Bagley Nature Area and Classroom
The Bagley Nature Area and Classroom is a contiguous natural area, approximately 50 acres in size, deeded to UMD by the Bagley family for the express purpose of education and outdoor recreation. The area includes Rock Pond, which supports a beaver colony and a diversity of native fish. Rock Pond drains into the headwaters of Tischer Creek, a designated trout stream. There are a wide variety of forests in Bagley including old growth oak, maple, and white pine stands as well as areas of balsam fir-spruce and birch forests. Because of the diversity of forest and aquatic ecosystems, Bagley Nature Area is an outdoor teaching laboratory with few parallels on any other campus in the United States. The Bagley Nature Area is managed by the Bagley Management Committee, which includes faculty from Biology and other departments as well as representatives from UMD Facilities. Biology classes which regularly make use of Bagley Nature Area include: Biology and Society, General Biology I and II, Ornithology, Entomology, Plant Diversity, Plant Taxonomy, Stream Ecology, Fisheries Ecology, and Coevolution.

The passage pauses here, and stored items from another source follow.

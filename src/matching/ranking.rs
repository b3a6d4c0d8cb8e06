use chrono::{DateTime, Utc};
use serde::Serialize;
use std::cmp::Ordering;
use std::collections::BTreeSet;

use super::geo::{haversine_km, GeoPoint};
use crate::storage::{Job, JobStore, SkillId, StorageResult, UserId};
use crate::validation::ValidationError;

pub const DEFAULT_PAGE_LIMIT: i64 = 50;
pub const MAX_PAGE_LIMIT: i64 = 100;

/// Worker eligible for a job, as loaded from storage
#[derive(Debug, Clone, PartialEq)]
pub struct MatchCandidate {
    pub user_id: UserId,
    pub name: String,
    pub created_at: DateTime<Utc>,
    pub skill_ids: Vec<SkillId>,
    pub location: Option<GeoPoint>,
}

/// Worker ranked against a job
#[derive(Debug, Clone, PartialEq, Serialize)]
pub struct JobMatch {
    pub user_id: UserId,
    pub user_name: String,
    pub matching_skills: usize,
    pub required_skills: usize,
    /// Distance between the job and the worker's address, when both are known
    pub distance_km: Option<f64>,
}

impl JobMatch {
    /// Share of the required skills the worker holds. Jobs without
    /// requirements report one required skill and score by the number of
    /// skills the worker has.
    fn coverage(&self) -> f64 {
        self.matching_skills as f64 / self.required_skills as f64
    }
}

/// Validated `limit`/`offset` window over a ranked listing
#[derive(Debug, Clone, Copy, PartialEq, Eq)]
pub struct Page {
    pub limit: usize,
    pub offset: usize,
}

impl Default for Page {
    fn default() -> Self {
        Self {
            limit: DEFAULT_PAGE_LIMIT as usize,
            offset: 0,
        }
    }
}

impl Page {
    pub fn new(limit: Option<i64>, offset: Option<i64>) -> Result<Self, ValidationError> {
        let limit = limit.unwrap_or(DEFAULT_PAGE_LIMIT);
        if !(1..=MAX_PAGE_LIMIT).contains(&limit) {
            return Err(ValidationError::new(
                "limit",
                format!("must be between 1 and {}", MAX_PAGE_LIMIT),
            ));
        }

        let offset = offset.unwrap_or(0);
        if offset < 0 {
            return Err(ValidationError::new("offset", "must be greater than or equal to 0"));
        }

        Ok(Self {
            limit: limit as usize,
            offset: offset as usize,
        })
    }
}

/// Rank candidates by skill coverage (descending), then distance (ascending,
/// unknown last). Equal keys keep the candidates' incoming order.
pub fn rank_candidates(
    required: &[SkillId],
    origin: Option<GeoPoint>,
    candidates: Vec<MatchCandidate>,
) -> Vec<JobMatch> {
    let required: BTreeSet<SkillId> = required.iter().copied().collect();
    let required_skills = required.len().max(1);

    let mut matches: Vec<JobMatch> = candidates
        .into_iter()
        .map(|candidate| {
            let held: BTreeSet<SkillId> = candidate.skill_ids.iter().copied().collect();
            let matching_skills = if required.is_empty() {
                held.len()
            } else {
                required.intersection(&held).count()
            };
            let distance_km = origin
                .zip(candidate.location)
                .map(|(from, to)| haversine_km(from, to));

            JobMatch {
                user_id: candidate.user_id,
                user_name: candidate.name,
                matching_skills,
                required_skills,
                distance_km,
            }
        })
        .collect();

    // sort_by is stable
    matches.sort_by(|a, b| {
        b.coverage()
            .total_cmp(&a.coverage())
            .then_with(|| compare_distance(a.distance_km, b.distance_km))
    });
    matches
}

fn compare_distance(a: Option<f64>, b: Option<f64>) -> Ordering {
    match (a, b) {
        (Some(a), Some(b)) => a.total_cmp(&b),
        (Some(_), None) => Ordering::Less,
        (None, Some(_)) => Ordering::Greater,
        (None, None) => Ordering::Equal,
    }
}

/// Ranked workers for `job`, restricted to `page`
pub async fn list_job_matches(
    store: &dyn JobStore,
    job: &Job,
    page: Page,
) -> StorageResult<Vec<JobMatch>> {
    let required: Vec<SkillId> = store
        .job_skills(job.id)
        .await?
        .into_iter()
        .map(|skill| skill.id)
        .collect();
    let candidates = store.match_candidates(job).await?;
    let origin = GeoPoint::from_parts(job.latitude, job.longitude);

    Ok(rank_candidates(&required, origin, candidates)
        .into_iter()
        .skip(page.offset)
        .take(page.limit)
        .collect())
}

#[cfg(test)]
mod tests {
    use super::*;

    fn candidate(user_id: UserId, skill_ids: &[SkillId], location: Option<(f64, f64)>) -> MatchCandidate {
        MatchCandidate {
            user_id,
            name: format!("worker-{}", user_id),
            created_at: Utc::now(),
            skill_ids: skill_ids.to_vec(),
            location: location.map(|(lat, lng)| GeoPoint::new(lat, lng)),
        }
    }

    fn ids(matches: &[JobMatch]) -> Vec<UserId> {
        matches.iter().map(|m| m.user_id).collect()
    }

    #[test]
    fn test_coverage_beats_distance() {
        let origin = Some(GeoPoint::new(0.0, 0.0));
        let ranked = rank_candidates(
            &[1, 2],
            origin,
            vec![
                candidate(10, &[1], Some((0.0, 0.01))),
                candidate(11, &[1, 2], Some((0.0, 5.0))),
            ],
        );

        assert_eq!(ids(&ranked), vec![11, 10]);
        assert_eq!(ranked[0].matching_skills, 2);
        assert_eq!(ranked[1].matching_skills, 1);
        assert!(ranked.iter().all(|m| m.required_skills == 2));
    }

    #[test]
    fn test_nearer_first_and_unknown_distance_last() {
        let origin = Some(GeoPoint::new(0.0, 0.0));
        let ranked = rank_candidates(
            &[1],
            origin,
            vec![
                candidate(1, &[1], None),
                candidate(2, &[1], Some((0.0, 2.0))),
                candidate(3, &[1], Some((0.0, 1.0))),
            ],
        );

        assert_eq!(ids(&ranked), vec![3, 2, 1]);
        assert_eq!(ranked[0].distance_km, Some(111.19));
        assert_eq!(ranked[2].distance_km, None);
    }

    #[test]
    fn test_job_without_location_keeps_candidate_order() {
        let ranked = rank_candidates(
            &[1],
            None,
            vec![
                candidate(5, &[1], Some((0.0, 1.0))),
                candidate(4, &[1], Some((0.0, 0.5))),
            ],
        );

        assert_eq!(ids(&ranked), vec![5, 4]);
        assert!(ranked.iter().all(|m| m.distance_km.is_none()));
    }

    #[test]
    fn test_no_required_skills_ranks_by_skill_count() {
        let ranked = rank_candidates(
            &[],
            None,
            vec![candidate(1, &[7], None), candidate(2, &[7, 8, 9], None)],
        );

        assert_eq!(ids(&ranked), vec![2, 1]);
        assert_eq!(ranked[0].matching_skills, 3);
        assert!(ranked.iter().all(|m| m.required_skills == 1));
    }

    #[test]
    fn test_duplicate_skill_ids_count_once() {
        let ranked = rank_candidates(&[1, 1, 2], None, vec![candidate(1, &[1, 1], None)]);

        assert_eq!(ranked[0].matching_skills, 1);
        assert_eq!(ranked[0].required_skills, 2);
    }

    #[test]
    fn test_page_bounds() {
        assert_eq!(Page::new(None, None).unwrap(), Page::default());
        assert_eq!(
            Page::new(Some(100), Some(20)).unwrap(),
            Page {
                limit: 100,
                offset: 20
            }
        );
        assert_eq!(Page::new(Some(0), None).unwrap_err().field, "limit");
        assert_eq!(Page::new(Some(101), None).unwrap_err().field, "limit");
        assert_eq!(Page::new(None, Some(-1)).unwrap_err().field, "offset");
    }
}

Within the Bagley Nature Area is the Bagley Outdoor Classroom. It is a 1,400 square foot energy efficient (LLED Platinum Certified) field station that opened in June 2010. Biology faculty were instrumental in the planning, design, and development of the classroom. Overlooking Rock Pond, the classroom provides lab benches and storage for the laboratory equipment to be used to support field classes within Bagley Nature Area. In 2010, supported by a $23,644 grant from the Swenson College of Science and Engineering, the Department of Biology purchased compound microscopes, dissecting microscopes, binoculars, spotting scopes, tripods, wader, plankton nets, dip nets, and a collection of field guides to support laboratory activities.